▶ [About this task]:
Transcribe the material from its first line onward, ending with the line that contains "structural no-ops, so" and adding nothing beyond it.

▶ [Material provided]:
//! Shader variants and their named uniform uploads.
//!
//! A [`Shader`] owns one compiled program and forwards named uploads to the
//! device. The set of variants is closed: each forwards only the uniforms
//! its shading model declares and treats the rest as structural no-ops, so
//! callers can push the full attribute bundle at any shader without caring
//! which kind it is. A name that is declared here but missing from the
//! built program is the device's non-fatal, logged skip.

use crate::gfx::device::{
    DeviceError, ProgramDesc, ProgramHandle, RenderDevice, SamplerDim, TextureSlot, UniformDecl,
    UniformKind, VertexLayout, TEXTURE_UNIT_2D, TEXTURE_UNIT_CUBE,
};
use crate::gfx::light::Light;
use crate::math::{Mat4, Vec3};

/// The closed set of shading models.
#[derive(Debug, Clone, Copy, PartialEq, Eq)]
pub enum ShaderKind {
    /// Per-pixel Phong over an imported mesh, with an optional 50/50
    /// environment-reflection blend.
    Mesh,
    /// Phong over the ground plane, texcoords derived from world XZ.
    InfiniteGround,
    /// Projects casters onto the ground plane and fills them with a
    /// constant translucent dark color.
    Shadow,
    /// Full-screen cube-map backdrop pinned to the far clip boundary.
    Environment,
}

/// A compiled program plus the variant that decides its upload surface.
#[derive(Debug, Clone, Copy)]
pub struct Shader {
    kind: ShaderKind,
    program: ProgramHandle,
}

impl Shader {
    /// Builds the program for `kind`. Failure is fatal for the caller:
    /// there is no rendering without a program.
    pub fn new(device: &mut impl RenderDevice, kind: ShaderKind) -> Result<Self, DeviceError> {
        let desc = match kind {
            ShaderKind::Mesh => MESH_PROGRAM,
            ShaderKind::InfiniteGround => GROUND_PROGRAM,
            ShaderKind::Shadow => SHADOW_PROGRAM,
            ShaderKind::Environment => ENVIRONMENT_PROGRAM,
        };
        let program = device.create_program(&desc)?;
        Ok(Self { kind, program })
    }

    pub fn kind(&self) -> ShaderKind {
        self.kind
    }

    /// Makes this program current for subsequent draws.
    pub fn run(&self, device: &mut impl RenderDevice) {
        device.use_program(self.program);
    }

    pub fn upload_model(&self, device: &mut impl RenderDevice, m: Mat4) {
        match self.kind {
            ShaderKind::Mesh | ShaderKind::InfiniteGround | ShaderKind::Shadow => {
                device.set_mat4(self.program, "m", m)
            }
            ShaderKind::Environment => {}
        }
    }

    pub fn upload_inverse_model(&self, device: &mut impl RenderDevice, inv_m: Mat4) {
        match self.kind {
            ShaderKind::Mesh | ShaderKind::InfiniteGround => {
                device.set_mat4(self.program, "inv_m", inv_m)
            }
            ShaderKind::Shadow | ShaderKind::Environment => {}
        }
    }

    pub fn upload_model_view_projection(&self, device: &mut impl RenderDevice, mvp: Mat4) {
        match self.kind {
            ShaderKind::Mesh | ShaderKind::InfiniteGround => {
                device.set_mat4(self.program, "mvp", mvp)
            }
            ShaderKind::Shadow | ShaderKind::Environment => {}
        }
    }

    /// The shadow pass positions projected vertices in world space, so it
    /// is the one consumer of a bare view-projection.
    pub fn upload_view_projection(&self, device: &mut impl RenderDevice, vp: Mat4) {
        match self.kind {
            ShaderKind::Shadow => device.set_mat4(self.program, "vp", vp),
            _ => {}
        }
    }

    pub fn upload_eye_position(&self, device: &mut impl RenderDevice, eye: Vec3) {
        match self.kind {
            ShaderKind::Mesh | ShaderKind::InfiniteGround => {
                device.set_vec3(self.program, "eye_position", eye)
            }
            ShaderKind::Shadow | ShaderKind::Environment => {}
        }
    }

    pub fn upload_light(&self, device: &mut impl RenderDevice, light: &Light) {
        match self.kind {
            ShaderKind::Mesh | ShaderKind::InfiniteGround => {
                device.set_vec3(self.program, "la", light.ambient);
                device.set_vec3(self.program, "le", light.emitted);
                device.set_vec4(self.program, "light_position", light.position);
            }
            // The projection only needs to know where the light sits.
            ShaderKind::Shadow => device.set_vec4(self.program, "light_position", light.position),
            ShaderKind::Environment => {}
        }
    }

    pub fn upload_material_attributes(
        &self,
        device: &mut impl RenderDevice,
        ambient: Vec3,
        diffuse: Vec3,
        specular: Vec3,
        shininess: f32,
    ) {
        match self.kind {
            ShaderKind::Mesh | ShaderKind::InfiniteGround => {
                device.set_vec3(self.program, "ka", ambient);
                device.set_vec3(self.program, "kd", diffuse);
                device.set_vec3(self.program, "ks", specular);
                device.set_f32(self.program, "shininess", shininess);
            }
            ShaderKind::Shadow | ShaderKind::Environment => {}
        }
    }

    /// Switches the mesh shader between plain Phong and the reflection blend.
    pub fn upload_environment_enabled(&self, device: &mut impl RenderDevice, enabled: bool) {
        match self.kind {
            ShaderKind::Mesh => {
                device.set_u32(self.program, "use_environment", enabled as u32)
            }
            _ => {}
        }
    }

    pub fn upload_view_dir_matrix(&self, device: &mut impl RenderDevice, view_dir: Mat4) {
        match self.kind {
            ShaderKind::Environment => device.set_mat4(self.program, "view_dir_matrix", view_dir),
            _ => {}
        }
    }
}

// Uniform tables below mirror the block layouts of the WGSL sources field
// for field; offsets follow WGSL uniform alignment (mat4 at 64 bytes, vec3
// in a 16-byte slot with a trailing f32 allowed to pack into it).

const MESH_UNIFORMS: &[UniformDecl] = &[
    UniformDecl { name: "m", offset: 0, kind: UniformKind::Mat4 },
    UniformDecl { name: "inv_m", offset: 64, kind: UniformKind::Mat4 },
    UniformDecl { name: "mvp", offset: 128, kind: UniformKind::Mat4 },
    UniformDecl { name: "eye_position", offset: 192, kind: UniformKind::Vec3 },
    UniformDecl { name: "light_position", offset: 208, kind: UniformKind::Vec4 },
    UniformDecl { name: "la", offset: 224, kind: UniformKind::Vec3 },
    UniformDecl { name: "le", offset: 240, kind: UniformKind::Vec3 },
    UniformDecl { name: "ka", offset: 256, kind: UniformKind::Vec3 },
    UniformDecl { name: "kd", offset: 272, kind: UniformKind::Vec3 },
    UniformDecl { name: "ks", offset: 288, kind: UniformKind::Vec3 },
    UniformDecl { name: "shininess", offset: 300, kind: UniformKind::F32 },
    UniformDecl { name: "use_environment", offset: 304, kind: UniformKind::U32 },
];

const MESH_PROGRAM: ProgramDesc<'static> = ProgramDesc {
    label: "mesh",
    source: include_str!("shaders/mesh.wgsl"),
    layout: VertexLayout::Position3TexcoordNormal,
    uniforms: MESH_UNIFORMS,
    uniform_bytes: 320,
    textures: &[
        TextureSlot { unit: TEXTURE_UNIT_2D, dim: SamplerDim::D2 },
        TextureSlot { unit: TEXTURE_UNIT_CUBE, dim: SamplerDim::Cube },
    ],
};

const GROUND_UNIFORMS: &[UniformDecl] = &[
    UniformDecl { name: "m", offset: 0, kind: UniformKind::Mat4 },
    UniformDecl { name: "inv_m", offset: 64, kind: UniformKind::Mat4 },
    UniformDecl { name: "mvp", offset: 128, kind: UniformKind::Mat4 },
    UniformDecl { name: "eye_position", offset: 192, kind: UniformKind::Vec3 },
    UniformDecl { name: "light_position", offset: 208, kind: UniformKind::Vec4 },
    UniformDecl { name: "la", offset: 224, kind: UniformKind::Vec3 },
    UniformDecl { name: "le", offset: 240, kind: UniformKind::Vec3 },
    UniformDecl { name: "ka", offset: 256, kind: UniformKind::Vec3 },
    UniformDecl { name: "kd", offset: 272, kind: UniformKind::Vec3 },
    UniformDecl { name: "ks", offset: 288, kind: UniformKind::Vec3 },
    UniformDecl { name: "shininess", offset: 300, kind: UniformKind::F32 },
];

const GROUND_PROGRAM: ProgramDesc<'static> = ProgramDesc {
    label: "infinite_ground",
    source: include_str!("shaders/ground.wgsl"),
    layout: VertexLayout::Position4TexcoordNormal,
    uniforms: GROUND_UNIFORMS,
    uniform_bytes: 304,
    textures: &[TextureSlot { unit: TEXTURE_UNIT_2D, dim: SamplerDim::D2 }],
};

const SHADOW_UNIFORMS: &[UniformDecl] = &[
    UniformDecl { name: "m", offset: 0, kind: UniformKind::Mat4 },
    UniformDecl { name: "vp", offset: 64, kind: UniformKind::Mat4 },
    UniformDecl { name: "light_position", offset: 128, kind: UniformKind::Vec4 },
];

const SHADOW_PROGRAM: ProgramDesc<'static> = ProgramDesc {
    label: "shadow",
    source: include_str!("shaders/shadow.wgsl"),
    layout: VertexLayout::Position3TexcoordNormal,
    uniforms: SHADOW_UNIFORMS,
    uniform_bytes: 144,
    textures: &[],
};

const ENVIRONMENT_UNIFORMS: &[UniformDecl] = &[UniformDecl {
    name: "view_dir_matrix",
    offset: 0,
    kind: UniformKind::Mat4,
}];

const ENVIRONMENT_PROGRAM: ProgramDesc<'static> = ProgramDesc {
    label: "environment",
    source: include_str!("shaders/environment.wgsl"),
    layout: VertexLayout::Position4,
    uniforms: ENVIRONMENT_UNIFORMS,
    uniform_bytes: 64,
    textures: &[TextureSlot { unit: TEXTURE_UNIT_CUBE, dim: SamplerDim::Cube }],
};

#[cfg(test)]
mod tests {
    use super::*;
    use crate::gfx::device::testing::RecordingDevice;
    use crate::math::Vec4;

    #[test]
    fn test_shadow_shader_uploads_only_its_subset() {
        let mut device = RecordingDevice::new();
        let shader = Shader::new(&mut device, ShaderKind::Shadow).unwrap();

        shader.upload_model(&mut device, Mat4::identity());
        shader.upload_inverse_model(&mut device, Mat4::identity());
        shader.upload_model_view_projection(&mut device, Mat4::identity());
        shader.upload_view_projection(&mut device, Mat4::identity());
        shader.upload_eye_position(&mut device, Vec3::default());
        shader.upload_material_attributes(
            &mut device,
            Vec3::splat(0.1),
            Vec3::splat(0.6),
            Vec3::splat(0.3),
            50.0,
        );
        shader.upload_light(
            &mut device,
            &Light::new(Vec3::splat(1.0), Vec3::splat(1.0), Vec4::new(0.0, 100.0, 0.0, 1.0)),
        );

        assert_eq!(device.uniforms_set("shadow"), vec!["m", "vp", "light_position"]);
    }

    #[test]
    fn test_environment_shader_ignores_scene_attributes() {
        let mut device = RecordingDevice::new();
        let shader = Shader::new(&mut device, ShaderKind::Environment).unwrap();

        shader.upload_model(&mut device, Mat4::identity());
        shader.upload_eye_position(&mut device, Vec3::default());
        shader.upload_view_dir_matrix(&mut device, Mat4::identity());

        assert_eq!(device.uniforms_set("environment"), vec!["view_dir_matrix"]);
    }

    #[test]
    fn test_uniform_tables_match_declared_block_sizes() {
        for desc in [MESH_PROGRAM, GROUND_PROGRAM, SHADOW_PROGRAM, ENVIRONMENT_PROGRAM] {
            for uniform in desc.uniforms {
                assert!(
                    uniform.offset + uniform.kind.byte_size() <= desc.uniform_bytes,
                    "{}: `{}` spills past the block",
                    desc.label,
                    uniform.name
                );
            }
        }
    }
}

▶ [Written answer]:
//! Shader variants and their named uniform uploads.
//!
//! A [`Shader`] owns one compiled program and forwards named uploads to the
//! device. The set of variants is closed: each forwards only the uniforms
//! its shading model declares and treats the rest as structural no-ops, so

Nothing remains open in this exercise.